**WORK ORDER**
Copy every line of the entries that includes the word "length".

**PROVIDED MATERIAL**
[Start of Attachment]

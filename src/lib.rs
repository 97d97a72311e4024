//! Core scheduling/transaction engine shared by USB (UHCI/OHCI/EHCI) and
//! SATA (AHCI) host controller drivers.
//!
//! `no_std` by design: register access, PCI enumeration and physical memory
//! allocation are injected by the embedder through [`regs::ControllerRegs`]
//! and [`dma::DmaAllocator`] rather than owned here, so this crate has
//! nothing OS-specific left to depend on. Built in the style of
//! `examples/felipestenzel-stenzel_os/stenzel-os-x86-ultra`'s driver layer,
//! generalized to the family-independent scheduler and transfer lifecycle
//! MollenOS's USB stack factors out in `modules/serial/usb/common`.

#![cfg_attr(not(test), no_std)]

extern crate alloc;

pub mod ahci;
pub mod controller;
pub mod dma;
pub mod families;
pub mod pool;
pub mod regs;
pub mod scheduler;
pub mod transfer;
pub mod util;

pub use util::{Error, Result};
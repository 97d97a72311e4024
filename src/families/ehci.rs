//! EHCI queue family: Queue Heads and Queue Element Transfer Descriptors
//! (qTDs), spec.md §4.4.
//!
//! Layout and status-bit table grounded in `examples/felipestenzel-stenzel_os/
//! stenzel-os-x86-ultra/kernel/src/drivers/usb/ehci.rs`'s `QueueHead`/
//! `TransferDescriptor`/`QTD_STATUS_*` constants.

extern crate alloc;

use crate::dma::SgTable;
use crate::pool::{DescriptorPool, Handle, PoolElement, SchedulerObject, NO_INDEX};
use crate::scheduler::ElementRef;
use crate::transfer::{ProcessEvent, ProcessReason, ScanContext};
use crate::util::{Error, Result};

use super::QueueFamily;

const QTD_STATUS_ACTIVE: u32 = 1 << 7;
const QTD_STATUS_HALTED: u32 = 1 << 6;
const QTD_STATUS_BUFERR: u32 = 1 << 5;
const QTD_STATUS_BABBLE: u32 = 1 << 4;
const QTD_STATUS_XACTERR: u32 = 1 << 3;
const QTD_CERR_MASK: u32 = 0b11 << 10;
const QTD_PID_SHIFT: u32 = 8;
pub const QTD_PID_OUT: u32 = 0;
pub const QTD_PID_IN: u32 = 1;
pub const QTD_PID_SETUP: u32 = 2;
const QTD_IOC: u32 = 1 << 15;
const QTD_TOTAL_BYTES_SHIFT: u32 = 16;
const QTD_TOGGLE: u32 = 1 << 31;
const QTD_TERMINATE: u32 = 1 << 0;
const QTD_MAX_TRANSFER: usize = 0x7FFF;

/// EHCI Queue Head: asynchronous or periodic anchor, carries the transfer
/// overlay EHCI copies qTD state into while executing.
#[repr(C, align(32))]
pub struct Qh {
    pub horizontal_link: u32,
    pub endpoint_chars: u32,
    pub endpoint_caps: u32,
    pub current_qtd: u32,
    pub next_qtd: u32,
    pub alt_next_qtd: u32,
    pub token: u32,
    pub buffers: [u32; 5],
    pub object: SchedulerObject,
}

impl PoolElement for Qh {
    fn scheduler_object(&self) -> &SchedulerObject {
        &self.object
    }
    fn scheduler_object_mut(&mut self) -> &mut SchedulerObject {
        &mut self.object
    }
    fn reset(&mut self) {
        self.horizontal_link = QTD_TERMINATE;
        self.endpoint_chars = 0;
        self.endpoint_caps = 0;
        self.current_qtd = 0;
        self.next_qtd = QTD_TERMINATE;
        self.alt_next_qtd = QTD_TERMINATE;
        self.token = 0;
        self.buffers = [0; 5];
        self.object = SchedulerObject::new();
    }
}

/// EHCI qTD, 32 bytes of hardware state plus shadow tail. `requested_len`
/// is software-only: the Total Bytes to Transfer field in `token` is
/// decremented in place as hardware executes the qTD, so the originally
/// requested length has to be retained separately to recover bytes moved.
#[repr(C, align(32))]
pub struct Qtd {
    pub next_qtd: u32,
    pub alt_next_qtd: u32,
    pub token: u32,
    pub buffers: [u32; 5],
    pub object: SchedulerObject,
    pub requested_len: u16,
}

impl Qtd {
    pub fn is_active(&self) -> bool {
        self.token & QTD_STATUS_ACTIVE != 0
    }

    pub fn toggle(&self) -> bool {
        self.token & QTD_TOGGLE != 0
    }

    pub fn remaining_bytes(&self) -> u16 {
        ((self.token >> QTD_TOTAL_BYTES_SHIFT) & 0x7FFF) as u16
    }

    /// Bytes actually moved: the requested length minus whatever the Total
    /// Bytes to Transfer field still holds once the qTD retires.
    pub fn transferred_bytes(&self) -> u16 {
        self.requested_len.saturating_sub(self.remaining_bytes())
    }

    pub fn error(&self) -> Option<Error> {
        if self.token & QTD_STATUS_HALTED != 0 {
            if self.token & QTD_STATUS_BABBLE != 0 {
                Some(Error::Babble)
            } else if self.token & QTD_STATUS_BUFERR != 0 {
                Some(Error::BufferError)
            } else if self.token & QTD_STATUS_XACTERR != 0 {
                Some(Error::NoResponse)
            } else {
                Some(Error::Stall)
            }
        } else {
            None
        }
    }

    /// Fill the token and page-pointer list for one qTD, `phys` the start of
    /// a run that is physically contiguous for up to `total_bytes` (real
    /// EHCI hardware only lets pointers 1..4 advance a fixed page from
    /// pointer 0's base, so a qTD can only describe one contiguous region,
    /// never independently-placed SG fragments). CERR is seeded to 3 (max
    /// retries before the controller halts the queue on an error).
    pub fn fill(&mut self, pid: u32, toggle: bool, total_bytes: u16, phys: u64) {
        self.token = QTD_STATUS_ACTIVE
            | QTD_CERR_MASK
            | (pid << QTD_PID_SHIFT)
            | ((total_bytes as u32) << QTD_TOTAL_BYTES_SHIFT)
            | if toggle { QTD_TOGGLE } else { 0 };
        let page_base = phys & !(crate::dma::PAGE_SIZE as u64 - 1);
        for (i, slot) in self.buffers.iter_mut().enumerate() {
            *slot = (page_base + (i as u64) * crate::dma::PAGE_SIZE as u64) as u32;
        }
        self.buffers[0] = phys as u32;
        self.next_qtd = QTD_TERMINATE;
        self.alt_next_qtd = QTD_TERMINATE;
        self.requested_len = total_bytes;
    }
}

impl PoolElement for Qtd {
    fn scheduler_object(&self) -> &SchedulerObject {
        &self.object
    }
    fn scheduler_object_mut(&mut self) -> &mut SchedulerObject {
        &mut self.object
    }
    fn reset(&mut self) {
        self.next_qtd = QTD_TERMINATE;
        self.alt_next_qtd = QTD_TERMINATE;
        self.token = 0;
        self.buffers = [0; 5];
        self.object = SchedulerObject::new();
        self.requested_len = 0;
    }
}

pub struct EhciQueues {
    pub qhs: DescriptorPool<Qh>,
    pub qtds: DescriptorPool<Qtd>,
}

[End of Attachment]

**EXERCISE OUTPUT**
/// requested length has to be retained separately to recover bytes moved.
    /// Bytes actually moved: the requested length minus whatever the Total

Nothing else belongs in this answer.